Afghan peace talk delays raise specter of Syria-style multiparty civil war: US diplomat

The Trump administration is pleading with Taliban and Afghan government officials to begin peace talks as the country heads for a Syria-style civil war that includes warring rebels and a central government.

“There is no alternative to pushing forward with peace,” State Department special representative Zalmay Khalilzad said Friday.

Afghan and Taliban officials have failed to begin the negotiations contemplated by a U.S.-Taliban deal orchestrated by Khalilzad due to a stalled prisoner exchange process and continuing terrorist attacks. Peace prospects reached a new low after this week’s bombing of a maternity ward in Kabul. U.S. officials maintain that an Islamic State offshoot conducted the attack, but Afghan officials blamed the Taliban and called for a new offensive against the militant group.

“Neither the Taliban hands nor their stained consciousness can be washed of the blood of women, babies & other innocent in the latest senseless carnage,” Afghan Vice President Amrullah Saleh tweeted Friday.

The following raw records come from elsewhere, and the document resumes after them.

/// One band's span of spectrum bins, end-exclusive.
#[derive(Clone, Copy, Debug, PartialEq, Eq)]
struct BandSpan {
    start: usize,
    end: usize,
}

/// Fixed mapping from the magnitude spectrum onto perceptually spaced
/// frequency bands.
///
/// A table of B+1 increasing boundary frequencies defines B bands. Each
/// band's bin span is computed once at startup; boundaries, sample rate and
/// frame length never change while the pipeline runs.
pub struct BandTable {
    spans: Vec<BandSpan>,
}

impl BandTable {
    /// Build the bin span for every band. `bin_width` is the spectrum
    /// resolution in Hz (sample rate / frame length), `max_bin` the number
    /// of meaningful bins (frame length / 2).
    ///
    /// Spans are clamped two-sided: start into `[0, max_bin - 1]`, end into
    /// `[start + 1, max_bin]`. Every band therefore covers at least one bin
    /// and never reaches past `max_bin`, whatever the boundary values are.
    pub fn new(boundaries: &[f32], bin_width: f32, max_bin: usize) -> Self {
        assert!(max_bin > 0, "spectrum must have at least one bin");
        let to_bin = |hz: f32| (hz / bin_width).round() as usize;
        let spans = boundaries
            .windows(2)
            .map(|pair| {
                let start = to_bin(pair[0]).min(max_bin - 1);
                let end = to_bin(pair[1]).clamp(start + 1, max_bin);
                BandSpan { start, end }
            })
            .collect();
        Self { spans }
    }

    pub fn band_count(&self) -> usize {
        self.spans.len()
    }

    /// Mean magnitude per band, written into `out` (one slot per band).
    pub fn aggregate_into(&self, mags: &[f32], out: &mut [f32]) {
        assert_eq!(out.len(), self.spans.len(), "band count mismatch");
        for (slot, span) in out.iter_mut().zip(&self.spans) {
            let count = (span.end - span.start) as f32;
            let sum: f32 = mags[span.start..span.end].iter().sum();
            *slot = sum / count;
        }
    }
}

#[cfg(test)]
mod tests {
    use super::*;

    // 32 kHz, 1024-sample frames
    const BIN_WIDTH: f32 = 31.25;
    const MAX_BIN: usize = 512;

    fn default_boundaries() -> Vec<f32> {
        vec![
            60.0, 100.0, 150.0, 200.0, 300.0, 400.0, 500.0, 650.0, 800.0, 1000.0, 1200.0, 1400.0,
            1600.0, 2000.0, 2400.0, 2800.0, 3200.0, 3600.0, 4000.0, 4500.0, 5000.0, 6000.0,
            7000.0, 8000.0,
        ]
    }

    #[test]
    fn test_band_count_is_boundaries_minus_one() {
        let table = BandTable::new(&default_boundaries(), BIN_WIDTH, MAX_BIN);
        assert_eq!(table.band_count(), 23);
    }

    #[test]
    fn test_spans_round_boundaries_to_bins() {
        let table = BandTable::new(&default_boundaries(), BIN_WIDTH, MAX_BIN);
        // 60 Hz / 31.25 = 1.92 -> bin 2, 100 Hz / 31.25 = 3.2 -> bin 3
        assert_eq!(table.spans[0], BandSpan { start: 2, end: 3 });
        // 7000 Hz -> bin 224, 8000 Hz -> bin 256
        assert_eq!(
            table.spans[22],
            BandSpan {
                start: 224,
                end: 256
            }
        );
    }

    #[test]
    fn test_spans_never_empty_or_out_of_range() {
        let table = BandTable::new(&default_boundaries(), BIN_WIDTH, MAX_BIN);
        for span in &table.spans {
            assert!(span.start < span.end);
            assert!(span.end <= MAX_BIN);
        }
    }

    #[test]
    fn test_coincident_boundaries_still_cover_one_bin() {
        let table = BandTable::new(&[100.0, 100.0, 101.0], BIN_WIDTH, MAX_BIN);
        assert_eq!(table.spans[0], BandSpan { start: 3, end: 4 });
        assert_eq!(table.spans[1], BandSpan { start: 3, end: 4 });
    }

    #[test]
    fn test_inverted_boundaries_clamp_forward() {
        let table = BandTable::new(&[200.0, 60.0], BIN_WIDTH, MAX_BIN);
        assert_eq!(table.spans[0], BandSpan { start: 6, end: 7 });
    }

    #[test]
    fn test_boundaries_past_nyquist_clamp_to_top_bin() {
        let table = BandTable::new(&[100_000.0, 200_000.0], BIN_WIDTH, MAX_BIN);
        assert_eq!(
            table.spans[0],
            BandSpan {
                start: 511,
                end: 512
            }
        );
    }

    #[test]
    fn test_aggregate_means_each_span() {
        // Bands [60,100) and [100,150) map to bins [2,3) and [3,5)
        let table = BandTable::new(&[60.0, 100.0, 150.0], BIN_WIDTH, MAX_BIN);
        assert_eq!(table.spans[1], BandSpan { start: 3, end: 5 });
        let mut mags = vec![0.0; MAX_BIN];
        mags[2] = 6.0;
        mags[3] = 1.0;
        mags[4] = 3.0;
        let mut out = vec![0.0; 2];
        table.aggregate_into(&mags, &mut out);
        assert_eq!(out[0], 6.0);
        assert_eq!(out[1], 2.0);
    }

    #[test]
    #[should_panic(expected = "band count mismatch")]
    fn test_aggregate_rejects_wrong_output_length() {
        let table = BandTable::new(&[60.0, 100.0, 150.0], BIN_WIDTH, MAX_BIN);
        let mags = vec![0.0; MAX_BIN];
        let mut out = vec![0.0; 5];
        table.aggregate_into(&mags, &mut out);
    }
}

Khalilzad reiterated the U.S. view “that ISIS is responsible for the attack on the hospital” despite Saleh’s insistence that this assessment amounts to “naivete” about the Taliban. The American envoy emphasized the importance of finalizing a deal while U.S. troops are on the ground, lest the belligerents find themselves in the kind of bloodletting that the Syrian people have endured since ISIS and rival rebel groups began fighting each other and the Bashar Assad regime simultaneously.

“It will be best that this inter-Afghan negotiation happen when we have substantial forces still in Afghanistan,” Khalilzad emphasized. “Both the Talibs say they don’t want an endless war and a Syria scenario, and the Afghan government says that they want a political settlement and negotiations.”

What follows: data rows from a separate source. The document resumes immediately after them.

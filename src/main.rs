mod capture;
mod cli;
mod config;
mod dsp;
mod output;
mod pipeline;

use std::fs::File;
use std::io::{self, Write};
use std::path::Path;

use anyhow::{Context, Result};
use clap::Parser;

use capture::{DeviceSource, FileSource, RawPcmSource, SampleSource, SineSource};
use cli::Cli;
use output::FrameSink;
use pipeline::{Pipeline, Tick};

/// Amplitude of the --sine test tone, comfortably inside the i16 range.
const TEST_TONE_AMPLITUDE: f32 = 8000.0;

fn main() -> Result<()> {
    env_logger::Builder::from_env(env_logger::Env::default().default_filter_or("info"))
        .format_timestamp_millis()
        .init();

    let cli = Cli::parse();

    // Load config: explicit --config path, or auto-detect melstream.toml / global config
    let config_path = cli.config.clone().or_else(|| {
        let local = std::path::PathBuf::from("melstream.toml");
        if local.exists() {
            return Some(local);
        }
        if let Some(home) = dirs::home_dir() {
            let xdg = home.join(".config").join("melstream").join("config.toml");
            if xdg.exists() {
                return Some(xdg);
            }
        }
        if let Some(config_dir) = dirs::config_dir() {
            let platform = config_dir.join("melstream").join("config.toml");
            if platform.exists() {
                return Some(platform);
            }
        }
        None
    });
    let mut cfg = config::Config::default();
    if let Some(ref path) = config_path {
        if let Some(loaded) = config::load_config(path) {
            log::info!("Loaded config from {}", path.display());
            cfg = loaded;
        } else {
            log::warn!("Failed to load config from {}", path.display());
        }
    }
    // Merge: CLI flags apply only when not at their defaults
    if cli.sample_rate != 32_000 {
        cfg.analysis.sample_rate = cli.sample_rate;
    }
    if cli.interval_ms != 10 {
        cfg.analysis.interval_ms = cli.interval_ms;
    }

    // List devices mode
    if cli.list_devices {
        return capture::list_devices();
    }

    // 1. Bring up the sample source; failures here are fatal
    let mut source: Box<dyn SampleSource> = if let Some(freq) = cli.sine {
        log::info!("Generating {} Hz test tone", freq);
        Box::new(SineSource::new(
            freq,
            cfg.analysis.sample_rate,
            TEST_TONE_AMPLITUDE,
        ))
    } else if let Some(ref input) = cli.input {
        if cli.raw {
            if input == Path::new("-") {
                log::info!("Reading raw PCM from stdin");
                Box::new(RawPcmSource::new(io::stdin().lock()))
            } else {
                let file = File::open(input)
                    .with_context(|| format!("Failed to open {}", input.display()))?;
                log::info!("Reading raw PCM from {}", input.display());
                Box::new(RawPcmSource::new(file))
            }
        } else {
            let (file_source, file_rate) = FileSource::open(input)?;
            if file_rate != cfg.analysis.sample_rate {
                log::info!("Using file sample rate {} Hz", file_rate);
                cfg.analysis.sample_rate = file_rate;
            }
            Box::new(file_source)
        }
    } else {
        Box::new(DeviceSource::open(
            cli.device.as_deref(),
            cfg.analysis.sample_rate,
            cfg.analysis.frame_len,
        )?)
    };

    cfg.validate()?;

    // 2. Output sink
    let writer: Box<dyn Write> = if cli.output == Path::new("-") {
        Box::new(io::stdout())
    } else {
        let file = File::create(&cli.output)
            .with_context(|| format!("Failed to open output {}", cli.output.display()))?;
        Box::new(file)
    };
    let mut sink = FrameSink::new(writer);

    // 3. Analysis pipeline
    let mut pipeline = Pipeline::new(&cfg);
    let boundaries = &cfg.bands.boundaries;
    log::info!(
        "Analyzing {} bands over {:.0}-{:.0} Hz, {}-sample frames @ {} Hz, every {} ms",
        boundaries.len() - 1,
        boundaries[0],
        boundaries[boundaries.len() - 1],
        cfg.analysis.frame_len,
        cfg.analysis.sample_rate,
        cfg.analysis.interval_ms
    );

    // 4. Run until the source is exhausted; live capture never is
    loop {
        match pipeline.tick(source.as_mut(), &mut sink)? {
            Tick::Finished => break,
            Tick::Idle => std::thread::yield_now(),
            Tick::Emitted | Tick::Skipped => {}
        }
    }

    log::info!("Sample source exhausted, stopping");
    Ok(())
}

Khalilzad confirmed that the United States is in the process of “implementing the first phase of the agreement,” including the provision that calls for lowering the number of U.S. troops in the country to 8,600 by mid-July. He maintained that ISIS Khorasan, as the Afghanistan affiliate is known, conducted the attack on the maternity ward in order to undermine the negotiations.

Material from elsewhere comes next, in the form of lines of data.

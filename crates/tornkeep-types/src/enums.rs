//! Enumeration types shared by the store and its callers.
//!
//! Every enumeration that is persisted has a stable lowercase string form
//! ([`as_str`](ObservationKind::as_str)) which is what the database holds in
//! its `TEXT` columns and `CHECK (... IN (...))` constraints.

use core::fmt;
use core::str::FromStr;

use serde::{Deserialize, Serialize};

use crate::validation::ValidationError;

// ---------------------------------------------------------------------------
// Entities and observations
// ---------------------------------------------------------------------------

/// A kind of current-state entity owned by the State Store.
#[derive(Debug, Clone, Copy, PartialEq, Eq, PartialOrd, Ord, Hash, Serialize, Deserialize)]
#[serde(rename_all = "snake_case")]
pub enum EntityKind {
    /// A single player.
    Player,
    /// A faction (player group).
    Faction,
}

impl EntityKind {
    /// Stable string form.
    pub const fn as_str(self) -> &'static str {
        match self {
            Self::Player => "player",
            Self::Faction => "faction",
        }
    }
}

impl fmt::Display for EntityKind {
    fn fmt(&self, f: &mut fmt::Formatter<'_>) -> fmt::Result {
        f.write_str(self.as_str())
    }
}

/// A kind of append-only observation held by the History Recorder.
///
/// Each kind owns exactly one history table and one summary table.
#[derive(Debug, Clone, Copy, PartialEq, Eq, PartialOrd, Ord, Hash, Serialize, Deserialize)]
#[serde(rename_all = "snake_case")]
pub enum ObservationKind {
    /// Periodic battle-stat snapshot for one player.
    PlayerStats,
    /// Periodic metric snapshot for one faction.
    Faction,
    /// Score and status snapshot for one war.
    WarStatus,
    /// Owner and racket snapshot for one territory.
    TerritoryOwnership,
}

impl ObservationKind {
    /// Every observation kind, in the order maintenance processes them.
    pub const ALL: [Self; 4] = [
        Self::PlayerStats,
        Self::Faction,
        Self::WarStatus,
        Self::TerritoryOwnership,
    ];

    /// Stable string form.
    pub const fn as_str(self) -> &'static str {
        match self {
            Self::PlayerStats => "player_stats",
            Self::Faction => "faction",
            Self::WarStatus => "war_status",
            Self::TerritoryOwnership => "territory_ownership",
        }
    }
}

impl fmt::Display for ObservationKind {
    fn fmt(&self, f: &mut fmt::Formatter<'_>) -> fmt::Result {
        f.write_str(self.as_str())
    }
}

impl FromStr for ObservationKind {
    type Err = ValidationError;

    fn from_str(s: &str) -> Result<Self, Self::Err> {
        Self::ALL
            .into_iter()
            .find(|kind| kind.as_str() == s)
            .ok_or_else(|| ValidationError::Malformed(format!("unknown observation kind `{s}`")))
    }
}

// ---------------------------------------------------------------------------
// Summary periods
// ---------------------------------------------------------------------------

/// Granularity label stored alongside every summary row.
#[derive(
    Debug, Clone, Copy, Default, PartialEq, Eq, PartialOrd, Ord, Hash, Serialize, Deserialize,
)]
#[serde(rename_all = "snake_case")]
pub enum PeriodType {
    /// One calendar day.
    Daily,
    /// One week.
    Weekly,
    /// One calendar month. The baseline retention policy.
    #[default]
    Monthly,
}

impl PeriodType {
    /// Stable string form.
    pub const fn as_str(self) -> &'static str {
        match self {
            Self::Daily => "daily",
            Self::Weekly => "weekly",
            Self::Monthly => "monthly",
        }
    }
}

impl fmt::Display for PeriodType {
    fn fmt(&self, f: &mut fmt::Formatter<'_>) -> fmt::Result {
        f.write_str(self.as_str())
    }
}

/// Error returned when a period type label is not recognized.
#[derive(Debug, Clone, PartialEq, Eq, thiserror::Error)]
#[error("unrecognized period type `{0}`")]
pub struct UnknownPeriodType(pub String);

impl FromStr for PeriodType {
    type Err = UnknownPeriodType;

    fn from_str(s: &str) -> Result<Self, Self::Err> {
        match s {
            "daily" => Ok(Self::Daily),
            "weekly" => Ok(Self::Weekly),
            "monthly" => Ok(Self::Monthly),
            other => Err(UnknownPeriodType(other.to_owned())),
        }
    }
}

// ---------------------------------------------------------------------------
// War and territory enumerations
// ---------------------------------------------------------------------------

/// The kind of war being observed.
#[derive(Debug, Clone, Copy, PartialEq, Eq, Hash, Serialize, Deserialize)]
#[serde(rename_all = "snake_case")]
pub enum WarType {
    /// A fight over a territory block.
    Territory,
    /// A ranked war between two factions.
    Ranked,
}

impl WarType {
    /// Stable string form.
    pub const fn as_str(self) -> &'static str {
        match self {
            Self::Territory => "territory",
            Self::Ranked => "ranked",
        }
    }
}

/// Lifecycle state of a war.
#[derive(Debug, Clone, Copy, PartialEq, Eq, Hash, Serialize, Deserialize)]
#[serde(rename_all = "snake_case")]
pub enum WarStatus {
    /// Still being fought.
    Ongoing,
    /// Finished with a result.
    Completed,
    /// Called off before completion.
    Cancelled,
}

impl WarStatus {
    /// Stable string form.
    pub const fn as_str(self) -> &'static str {
        match self {
            Self::Ongoing => "ongoing",
            Self::Completed => "completed",
            Self::Cancelled => "cancelled",
        }
    }
}

/// Whether a territory is currently involved in a war.
#[derive(Debug, Clone, Copy, PartialEq, Eq, Hash, Serialize, Deserialize)]
#[serde(rename_all = "snake_case")]
pub enum TerritoryWarStatus {
    /// Not contested.
    None,
    /// Being attacked by another faction.
    UnderAttack,
    /// Its owner is defending it.
    Defending,
}

impl TerritoryWarStatus {
    /// Stable string form.
    pub const fn as_str(self) -> &'static str {
        match self {
            Self::None => "none",
            Self::UnderAttack => "under_attack",
            Self::Defending => "defending",
        }
    }
}

#[cfg(test)]
mod tests {
    use super::*;

    #[test]
    fn observation_kind_round_trips_through_str() {
        for kind in ObservationKind::ALL {
            assert_eq!(kind.as_str().parse::<ObservationKind>().ok(), Some(kind));
        }
    }

    #[test]
    fn unknown_period_type_is_rejected() {
        let err = "fortnightly".parse::<PeriodType>();
        assert_eq!(err, Err(UnknownPeriodType(String::from("fortnightly"))));
        assert_eq!("monthly".parse::<PeriodType>(), Ok(PeriodType::Monthly));
    }

    #[test]
    fn serde_names_match_column_strings() {
        let json = serde_json::to_string(&TerritoryWarStatus::UnderAttack).unwrap_or_default();
        assert_eq!(json, format!("\"{}\"", TerritoryWarStatus::UnderAttack.as_str()));
    }
}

“We are urging both sides not to fall into that trap but indeed to cooperate against terrorists, including ISIS,” he said.

Afghan President Ashraf Ghani adopted an aggressive posture Friday, following the release of a government assessment that Taliban forces have killed nearly 500 civilians in more than 3,700 attacks since the signing of the U.S.-Taliban deal in February.

“Today, once again, there is a need for you to demonstrate your hidden power and bring out your swords from the sheath,” Ghani said in a Friday address to the national security forces. “We are not moving away from peace. Our objective is to prove that the power of our commandos shows them the power of the sovereignty of the law.”